Records contained in a dataset:
[Start of section]

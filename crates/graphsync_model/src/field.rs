//! Live field values.

use crate::entity::{export_field, Entity, ExportOptions};
use graphsync_protocol::{Scalar, Value};
use std::collections::HashSet;

/// The live value of an entity field.
///
/// Unlike [`Value`], which is a detached export, a `Field` holds handles to
/// the entities it references.
#[derive(Debug, Clone)]
pub enum Field {
    /// A scalar value.
    Scalar(Scalar),
    /// Reference to another entity.
    Entity(Entity),
    /// Ordered collection.
    List(Vec<Field>),
}

impl Field {
    /// The null field.
    pub const NULL: Field = Field::Scalar(Scalar::Null);

    /// Check if this field is null.
    pub fn is_null(&self) -> bool {
        matches!(self, Field::Scalar(Scalar::Null))
    }

    /// Check if this field holds a default value: null or an empty
    /// collection.
    pub fn is_default(&self) -> bool {
        match self {
            Field::Scalar(scalar) => scalar.is_null(),
            Field::List(items) => items.is_empty(),
            Field::Entity(_) => false,
        }
    }

    /// Get the referenced entity, if this field is a reference.
    pub fn as_entity(&self) -> Option<&Entity> {
        match self {
            Field::Entity(entity) => Some(entity),
            _ => None,
        }
    }

    /// Get the items, if this field is a collection.
    pub fn as_list(&self) -> Option<&[Field]> {
        match self {
            Field::List(items) => Some(items),
            _ => None,
        }
    }

    /// Get the scalar, if this field is one.
    pub fn as_scalar(&self) -> Option<&Scalar> {
        match self {
            Field::Scalar(scalar) => Some(scalar),
            _ => None,
        }
    }

    /// Get this field as text, if it is text.
    pub fn as_text(&self) -> Option<&str> {
        match self {
            Field::Scalar(Scalar::Text(s)) => Some(s),
            _ => None,
        }
    }

    /// Get this field as an integer, if it is one.
    pub fn as_integer(&self) -> Option<i64> {
        match self {
            Field::Scalar(Scalar::Integer(n)) => Some(*n),
            _ => None,
        }
    }

    /// Exports this field.
    ///
    /// With `shallow`, referenced entities become gid-only references;
    /// otherwise they are exported in full, recursively. Cycles are cut with
    /// references.
    pub fn to_value(&self, shallow: bool) -> Value {
        let options = if shallow {
            ExportOptions::shallow()
        } else {
            ExportOptions::deep()
        };
        export_field(self, options, &mut HashSet::new())
    }
}

impl Default for Field {
    fn default() -> Self {
        Field::NULL
    }
}

/// Entities compare by gid; everything else structurally.
impl PartialEq for Field {
    fn eq(&self, other: &Self) -> bool {
        match (self, other) {
            (Field::Scalar(a), Field::Scalar(b)) => a == b,
            (Field::Entity(a), Field::Entity(b)) => a.gid() == b.gid(),
            (Field::List(a), Field::List(b)) => a == b,
            _ => false,
        }
    }
}

impl From<Scalar> for Field {
    fn from(s: Scalar) -> Self {
        Field::Scalar(s)
    }
}

impl From<bool> for Field {
    fn from(b: bool) -> Self {
        Field::Scalar(Scalar::Bool(b))
    }
}

impl From<i64> for Field {
    fn from(n: i64) -> Self {
        Field::Scalar(Scalar::Integer(n))
    }
}

impl From<i32> for Field {
    fn from(n: i32) -> Self {
        Field::Scalar(Scalar::Integer(i64::from(n)))
    }
}

impl From<f64> for Field {
    fn from(n: f64) -> Self {
        Field::Scalar(Scalar::Float(n))
    }
}

impl From<&str> for Field {
    fn from(s: &str) -> Self {
        Field::Scalar(Scalar::Text(s.to_string()))
    }
}

impl From<String> for Field {
    fn from(s: String) -> Self {
        Field::Scalar(Scalar::Text(s))
    }
}

impl From<Entity> for Field {
    fn from(entity: Entity) -> Self {
        Field::Entity(entity)
    }
}

impl From<&Entity> for Field {
    fn from(entity: &Entity) -> Self {
        Field::Entity(entity.clone())
    }
}

impl From<Vec<Field>> for Field {
    fn from(items: Vec<Field>) -> Self {
        Field::List(items)
    }
}
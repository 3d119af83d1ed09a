//! Server and hub configuration.

use graphsync_engine::{SyncConfig, DEFAULT_AUTO_COMMIT, DEFAULT_HISTORY_LENGTH};
use std::time::Duration;

/// Priority of server synchronizers: the server wins ties against clients.
pub const SERVER_PRIORITY: i64 = 1;

/// Configuration for a relay server.
#[derive(Debug, Clone)]
pub struct ServerConfig {
    /// Conflict priority of the server's synchronizer.
    pub priority: i64,
    /// Delay before the server's own changes are committed, if any.
    pub auto_commit: Option<Duration>,
    /// Commits retained per entity.
    pub history_length: usize,
}

impl ServerConfig {
    /// Creates the default server configuration.
    pub fn new() -> Self {
        Self {
            priority: SERVER_PRIORITY,
            auto_commit: Some(DEFAULT_AUTO_COMMIT),
            history_length: DEFAULT_HISTORY_LENGTH,
        }
    }

    /// Sets the conflict priority.
    pub fn with_priority(mut self, priority: i64) -> Self {
        self.priority = priority;
        self
    }

    /// Sets or disables the auto-commit delay.
    pub fn with_auto_commit(mut self, delay: Option<Duration>) -> Self {
        self.auto_commit = delay;
        self
    }

    /// Sets the history length.
    pub fn with_history_length(mut self, length: usize) -> Self {
        self.history_length = length;
        self
    }

    /// Synchronizer configuration for a server: follows the model's
    /// registry.
    pub fn sync_config(&self) -> SyncConfig {
        let config = SyncConfig::new()
            .with_priority(self.priority)
            .with_history_length(self.history_length)
            .with_sync_registry(true);
        match self.auto_commit {
            Some(delay) => config.with_auto_commit(delay),
            None => config.without_auto_commit(),
        }
    }
}

impl Default for ServerConfig {
    fn default() -> Self {
        Self::new()
    }
}

/// Configuration for a session hub.
#[derive(Debug, Clone)]
pub struct HubConfig {
    /// Seed new sessions from the state sent by the requesting client.
    pub use_client_model: bool,
    /// Gid of each session's root entity.
    pub root_gid: String,
    /// Configuration of each session's server.
    pub server: ServerConfig,
}

impl HubConfig {
    /// Creates the default hub configuration.
    pub fn new() -> Self {
        Self {
            use_client_model: false,
            root_gid: "root".to_string(),
            server: ServerConfig::new(),
        }
    }

    /// Enables seeding sessions from client state.
    pub fn with_client_model(mut self, use_client_model: bool) -> Self {
        self.use_client_model = use_client_model;
        self
    }

    /// Sets the root gid of session models.
    pub fn with_root_gid(mut self, gid: impl Into<String>) -> Self {
        self.root_gid = gid.into();
        self
    }

    /// Sets the configuration of session servers.
    pub fn with_server(mut self, server: ServerConfig) -> Self {
        self.server = server;
        self
    }
}

impl Default for HubConfig {
    fn default() -> Self {
        Self::new()
    }
}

[End of section]

[What needs to be done]
Show the lines of the data that hold the word "holds".

[Task solution]
/// Unlike [`Value`], which is a detached export, a `Field` holds handles to
    /// Check if this field holds a default value: null or an empty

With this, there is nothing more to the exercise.